If the baby is diagnosed with PKU a diet treatment needs to be followed. It would be important to limit the amount of protein you intake that contains phenylalanine. A PKU diet would be followed by low-protein foods and taking special vitamins and minerals. It is important for pregnant women to follow the PKU diet to maintain average levels of phenylalanine (National Health Genome Research Institute, Aug.21, 2014). When following this diet, it is important to intake fruits, cereals, or items with low or no phenylalanine and avoid high-protein foods like fish, eggs and dairy (Medicine Plus, Feb.4, 2014).

Discovery/Current Research

PKU was discovered in 1934 by Dr. Ivar Asbjorn. The story was about a mother who gave birth to two kids who later showed symptoms of mental retardation and reached out for help. Doctors weren’t familiar with the disease so the mother was neglected several times. Until she found someone who was willing to help. Dr. Asbjorn ran a urine test and as a result it showed no protein or glucose. Since then in 1934 it was discovered that an amino acid was not produced by the body which can cause mental retardation. Or in other words “On excretion of phenylpyruvic acid in the urine as an anomaly in metabolism in connection with mental retardation”, said by Dr. Asbjorn (Messner, May 16, 2012). “National PKU Alliance” is an organization that is located around the united states, doing current research and advocating for patients with phenylketonuria. Their current research involves finding a cure for PKU and working together to improve the lives of current patients (National PKU Alliance, n.d.).

Support and Promotion

An organization that is trying to advocate and stand up for PKU in the united states is “National PKU Alliance” or NPKUA. “The NPKUA mission is to improve the lives of individuals with PKU and pursue a cure”. This organization is a vital voice for people with phenylketonuria around the community. Their main goal is to research, support, educate, and advocate. This organization was formed in 2008 with the help of parents, grandparents, and individuals across the country. The nearest clinic in or place to help treat someone with PKU is located in “KU wichita pediatrics” (National PKU Alliance, n.d.). People around the the country are supporters of PKU but Brianna Bliss is a great role model advocating for phenylketonuria. She is a 17 years old from Norman OK, named as Oklahoma’s 2006 “Champion child” for the child’s medical network. Once she had a meeting with president Bush and took part in a national telethon in Orlando, Florida.
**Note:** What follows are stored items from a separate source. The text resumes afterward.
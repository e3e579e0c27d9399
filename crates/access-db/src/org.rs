//! Organization / Area reads needed by the Tenant-Zone Provider and the
//! attempt pipeline. Full Organization/Area CRUD is an external collaborator
//! — only the read paths the core needs live here.

use anyhow::{Context, Result};
use chrono::{DateTime, Utc};
use sqlx::{PgPool, Row};
use uuid::Uuid;

#[derive(Debug, Clone)]
pub struct OrganizationRow {
    pub id: Uuid,
    pub name: String,
    pub state: String,
    pub timezone_id: String,
    pub created_at_utc: DateTime<Utc>,
    pub updated_at_utc: DateTime<Utc>,
}

pub async fn fetch_organization(pool: &PgPool, org_id: Uuid) -> Result<Option<OrganizationRow>> {
    let row = sqlx::query(
        r#"
        select id, name, state, timezone_id, created_at_utc, updated_at_utc
        from organizations
        where id = $1
        "#,
    )
    .bind(org_id)
    .fetch_optional(pool)
    .await
    .context("fetch_organization failed")?;

    let Some(row) = row else { return Ok(None) };
    Ok(Some(OrganizationRow {
        id: row.try_get("id")?,
        name: row.try_get("name")?,
        state: row.try_get("state")?,
        timezone_id: row.try_get("timezone_id")?,
        created_at_utc: row.try_get("created_at_utc")?,
        updated_at_utc: row.try_get("updated_at_utc")?,
    }))
}

#[derive(Debug, Clone)]
pub struct AreaRow {
    pub id: Uuid,
    pub org_id: Uuid,
    pub name: String,
    pub image_path: Option<String>,
    pub timezone_id: Option<String>,
    pub created_at_utc: DateTime<Utc>,
    pub updated_at_utc: DateTime<Utc>,
}

pub async fn fetch_area(pool: &PgPool, org_id: Uuid, area_id: Uuid) -> Result<Option<AreaRow>> {
    let row = sqlx::query(
        r#"
        select id, org_id, name, image_path, timezone_id, created_at_utc, updated_at_utc
        from areas
        where id = $1 and org_id = $2
        "#,
    )
    .bind(area_id)
    .bind(org_id)
    .fetch_optional(pool)
    .await
    .context("fetch_area failed")?;

    let Some(row) = row else { return Ok(None) };
    Ok(Some(AreaRow {
        id: row.try_get("id")?,
        org_id: row.try_get("org_id")?,
        name: row.try_get("name")?,
        image_path: row.try_get("image_path")?,
        timezone_id: row.try_get("timezone_id")?,
        created_at_utc: row.try_get("created_at_utc")?,
        updated_at_utc: row.try_get("updated_at_utc")?,
    }))
}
She has visited many groups, businesses, and also PKU support groups of “what it is like to grow up with PKU” (National PKU News, n.d.).


As it was mentioned in the beginning phenylketonuria is a genetic disease passed down from parents to the kid. This disorder has to be treated with a lifelong diet, by only eating low-protein or not having the protein phenylalanine in the food because the ability of the body of not being able to break down that protein properly. It is diagnosed with a newborn screening but not everyone has the same opportunities as others, as it was said at the beginning. The story of a seven year old was shared to help advocate for those who are born different. Katy was born without undergoing a newborn screening, which impacted her life growing up. Katy was born in Mexico and at the time it was not required to have newborn screening. Months later, Katy’s parents noticed that she was “experiencing problems” and searched for answers. Thirteen months later Katy was finally diagnosed with PKU but not getting treatment this long affected the way she spoke. Later on she showed symptoms of developmental delay and is unable to share her story, that is why her parents speak up for her. It was important for her parents to share her story, and “promote newborn screening across the world” (Global Genes, Jan.9, 2015).Today newborn screening is required everywhere around the world which can cause major differences and help a baby later in life. The most important thing about phenylketonuria would be to detect it first than treat it to live a healthy life. Not everyone has the same chances as others that’s why it is important to speak up and help others for the world to be a better place for you and them.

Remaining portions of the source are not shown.